In fact, in gradle it was rarely “how do I get this to work” as much as “how do I get this to work the way the gradle authors meant me to”. :slight_smile:

Also gradle allows you to do shart hacks with ant if needed, withotu to uch hassle, eg a own prebuild tool without the need to write a proper plugin or revert to command line. (as ant plugins are far easier to write)

@Empire Phoenix said: Also gradle allows you to do shart hacks with ant if needed, withotu to uch hassle, eg a own prebuild tool without the need to write a proper plugin or revert to command line. (as ant plugins are far easier to write)

Easier to write than maven plugins? Yes. Easier to write than gradle plugins? No. :slight_smile:

I’m seeing some people praise Ant here, but in my book, it’s too permissive where Maven is too restrictive.

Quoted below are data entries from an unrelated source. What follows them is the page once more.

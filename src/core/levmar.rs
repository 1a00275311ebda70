//! Dense Levenberg–Marquardt least squares for small parameter vectors.
//!
//! The tuning-curve fits only ever solve for 3 or 6 parameters over a few
//! dozen samples, so a plain damped-normal-equations implementation with an
//! analytic Jacobian is all that is needed. The residual covariance at the
//! solution is exposed for parameter-variance estimates.

use nalgebra::{DMatrix, DVector};

#[derive(Clone, Debug)]
pub struct LevMarOptions {
    pub max_iter: usize,
    /// Relative cost-reduction tolerance.
    pub ftol: f64,
    /// Step-size tolerance relative to the parameter norm.
    pub xtol: f64,
    /// Initial damping factor.
    pub lambda0: f64,
}

impl Default for LevMarOptions {
    fn default() -> Self {
        Self {
            max_iter: 200,
            ftol: 1e-12,
            xtol: 1e-12,
            lambda0: 1e-3,
        }
    }
}

#[derive(Clone, Debug)]
pub struct LevMarFit {
    pub params: DVector<f64>,
    /// Residual sum of squares at the solution.
    pub cost: f64,
    pub iterations: usize,
    /// `(JᵀJ)⁻¹ · s²` at the solution; `None` when the normal matrix is
    /// singular or there are no degrees of freedom left.
    pub covariance: Option<DMatrix<f64>>,
}

#[derive(Debug, Clone, Copy, PartialEq, Eq)]
pub enum LevMarError {
    DidNotConverge,
}

impl std::fmt::Display for LevMarError {
    fn fmt(&self, f: &mut std::fmt::Formatter<'_>) -> std::fmt::Result {
        match self {
            LevMarError::DidNotConverge => write!(f, "least-squares fit did not converge"),
        }
    }
}

impl std::error::Error for LevMarError {}

const LAMBDA_GROW: f64 = 4.0;
const LAMBDA_SHRINK: f64 = 0.25;
const LAMBDA_MAX: f64 = 1e12;
const GRADIENT_TOL: f64 = 1e-10;

/// Minimize `|r(p)|²` starting from `p0`.
///
/// `residuals` maps parameters to the residual vector, `jacobian` to the
/// matrix of residual partial derivatives (rows follow the residuals).
pub fn least_squares<R, J>(
    p0: DVector<f64>,
    residuals: R,
    jacobian: J,
    opts: &LevMarOptions,
) -> Result<LevMarFit, LevMarError>
where
    R: Fn(&DVector<f64>) -> DVector<f64>,
    J: Fn(&DVector<f64>) -> DMatrix<f64>,
{
    let n = p0.len();
    let mut p = p0;
    let mut r = residuals(&p);
    let m = r.len();
    let mut cost = r.norm_squared();
    let mut lambda = opts.lambda0;
    let mut converged = cost == 0.0;
    let mut iterations = 0;

    while !converged && iterations < opts.max_iter {
        iterations += 1;
        let jac = jacobian(&p);
        let jtj = jac.transpose() * &jac;
        let jtr = jac.transpose() * &r;

        if jtr.amax() < GRADIENT_TOL {
            converged = true;
            break;
        }

        let mut stepped = false;
        while lambda <= LAMBDA_MAX {
            let mut damped = jtj.clone();
            for i in 0..n {
                damped[(i, i)] += lambda * jtj[(i, i)].max(1e-12);
            }
            if let Some(chol) = damped.cholesky() {
                let delta = chol.solve(&jtr);
                let candidate = &p - &delta;
                let rc = residuals(&candidate);
                let cost_c = rc.norm_squared();
                if cost_c.is_finite() && cost_c < cost {
                    let drop = cost - cost_c;
                    let step = delta.norm();
                    p = candidate;
                    r = rc;
                    if drop <= opts.ftol * cost.max(f64::MIN_POSITIVE)
                        || step <= opts.xtol * (p.norm() + opts.xtol)
                    {
                        converged = true;
                    }
                    cost = cost_c;
                    lambda = (lambda * LAMBDA_SHRINK).max(1e-14);
                    stepped = true;
                    break;
                }
            }
            lambda *= LAMBDA_GROW;
        }

        if !stepped {
            // Damping is saturated and no downhill step exists.
            return Err(LevMarError::DidNotConverge);
        }
    }

    if !converged {
        return Err(LevMarError::DidNotConverge);
    }

    let covariance = if m > n {
        let jac = jacobian(&p);
        let jtj = jac.transpose() * &jac;
        let s2 = cost / (m - n) as f64;
        jtj.cholesky().map(|chol| chol.inverse() * s2)
    } else {
        None
    };

    Ok(LevMarFit {
        params: p,
        cost,
        iterations,
        covariance,
    })
}
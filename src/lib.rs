//! tunemap — feature-sweep response measurement for simulated neural sheets.
//!
//! The crate drives a systematic sweep of stimulus feature values against an
//! external presentation collaborator (the simulator), accumulates per-unit
//! response distributions keyed by feature value, and reduces them into
//! preference/selectivity maps, tuning curves, and receptive-field estimates.
//!
//! The simulation engine itself, stimulus rendering, plotting, and storage
//! are all outside this crate; the only contact point is the
//! [`sweep::stimulus::Presenter`] trait.

pub mod config;
pub mod core;
pub mod sweep;

pub use config::MeasureConfig;
pub use core::distribution::{Distribution, DistributionError};
pub use core::stats::{FitResult, Scale, StatisticReducer};
pub use sweep::collector::{ResponseCollector, SweepSession};
pub use sweep::stimulus::{CancelToken, MeasurementSource, Presenter, StimulusBundle};
pub use sweep::SweepError;
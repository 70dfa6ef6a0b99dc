// src/monitor/mod.rs
mod controller;
mod timer;

pub use controller::{Controller, Transition};
pub use timer::{IntervalTimer, Timer};
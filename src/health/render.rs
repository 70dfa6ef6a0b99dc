// src/health/render.rs
use serde_json::Value;

const INDENT: &str = "  ";

/// Flatten a JSON value into indented `key: value` lines, one per leaf.
///
/// Object keys holding an object or array print `key:` and recurse one level
/// deeper. Array elements render at the current level with no key. Strings are
/// written without quotes.
pub fn render_payload(value: &Value, indent: usize) -> String {
    let mut out = String::new();
    write_value(&mut out, value, indent);
    out
}

fn write_value(out: &mut String, value: &Value, indent: usize) {
    let pad = INDENT.repeat(indent);
    match value {
        Value::Object(map) => {
            for (key, child) in map {
                match child {
                    Value::Object(_) | Value::Array(_) => {
                        out.push_str(&format!("{}{}:\n", pad, key));
                        write_value(out, child, indent + 1);
                    }
                    scalar => {
                        out.push_str(&format!("{}{}: {}\n", pad, key, scalar_text(scalar)));
                    }
                }
            }
        }
        Value::Array(items) => {
            for item in items {
                write_value(out, item, indent);
            }
        }
        scalar => {
            out.push_str(&format!("{}{}\n", pad, scalar_text(scalar)));
        }
    }
}

// Non-string scalars keep their JSON spelling: `true`, `null`, `1.5`.
fn scalar_text(value: &Value) -> String {
    match value {
        Value::String(s) => s.clone(),
        other => other.to_string(),
    }
}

Maven builds are extremely limited, which is horrible for configuring a build but makes it really easy to combine them.
Ant builds are far easier to get to do one’s bidding, but can’t really be integrated across projects. If a subproject’s build script changes the way it works, and dependent project that leverages that build script for its own purposes will have to be adapted or even rewritten. This kind of problem cannot exist for Maven.

My real criticism of Maven is that it’s unnecessarily restrictive.
E.g. you’re effectively prevented from injecting an externally-built jar into a Maven build, you’re supposed to register it in a corporate repository so your builds will become repeatable. Telling the head honchos in the Maven lists that a fixed revision number in an external SCM is as stable as a Maven repository didn’t interest them in the least, nor did they invalidate the argument; instead, they insisted that setting up a team repository would be the simplest thing in the world. (They were oh! so wrong… and they should have known it.)

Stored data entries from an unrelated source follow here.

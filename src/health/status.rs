// src/health/status.rs
use serde_json::Value;
use std::fmt;

use super::render::render_payload;

/// Binary health of the monitored target. Starts as `Healthy`.
#[derive(Debug, Clone, Copy, PartialEq, Eq, Default)]
pub enum HealthStatus {
    #[default]
    Healthy,
    Unhealthy,
}

impl HealthStatus {
    pub fn from_status_code(code: u16) -> Self {
        if code == 200 {
            HealthStatus::Healthy
        } else {
            HealthStatus::Unhealthy
        }
    }
}

impl fmt::Display for HealthStatus {
    fn fmt(&self, f: &mut fmt::Formatter<'_>) -> fmt::Result {
        match self {
            HealthStatus::Healthy => write!(f, "healthy"),
            HealthStatus::Unhealthy => write!(f, "unhealthy"),
        }
    }
}

#[derive(Debug, Clone, PartialEq)]
pub enum ProbeDetail {
    /// Decoded response body, or the status code/text fallback.
    Payload(Value),
    /// Transport-level failure, no response body available.
    Failure(String),
}

impl ProbeDetail {
    /// Render as indented `key: value` lines for notification text.
    pub fn render(&self) -> String {
        match self {
            ProbeDetail::Payload(value) => render_payload(value, 0),
            ProbeDetail::Failure(description) => format!("error: {}\n", description),
        }
    }
}

impl fmt::Display for ProbeDetail {
    fn fmt(&self, f: &mut fmt::Formatter<'_>) -> fmt::Result {
        match self {
            ProbeDetail::Payload(value) => write!(f, "{}", value),
            ProbeDetail::Failure(description) => write!(f, "{}", description),
        }
    }
}

#[derive(Debug, Clone, PartialEq)]
pub struct ProbeResult {
    pub status: HealthStatus,
    pub detail: ProbeDetail,
}

impl ProbeResult {
    pub fn from_response(status_code: u16, payload: Value) -> Self {
        Self {
            status: HealthStatus::from_status_code(status_code),
            detail: ProbeDetail::Payload(payload),
        }
    }

    pub fn failure(description: impl Into<String>) -> Self {
        Self {
            status: HealthStatus::Unhealthy,
            detail: ProbeDetail::Failure(description.into()),
        }
    }
}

The one thing that’s really fine in the Maven world is the repository.
I understand Gradle reuses that.
I’d really like it if JME set went from Ant to Gradle, and uploaded the resulting jars to Maven Central. Projects could then use Maven or Gradle or just plain downloads, whatever suited them best, without nagging anybody about how fantastic a Maven build would be or anything. (I don’t know how well Gradle can support a Maven Central upload though; if it’s as good as people say, this should be a breeze, but I really don’t know, the devil is in the details, and the proof of the pudding is in the eating.)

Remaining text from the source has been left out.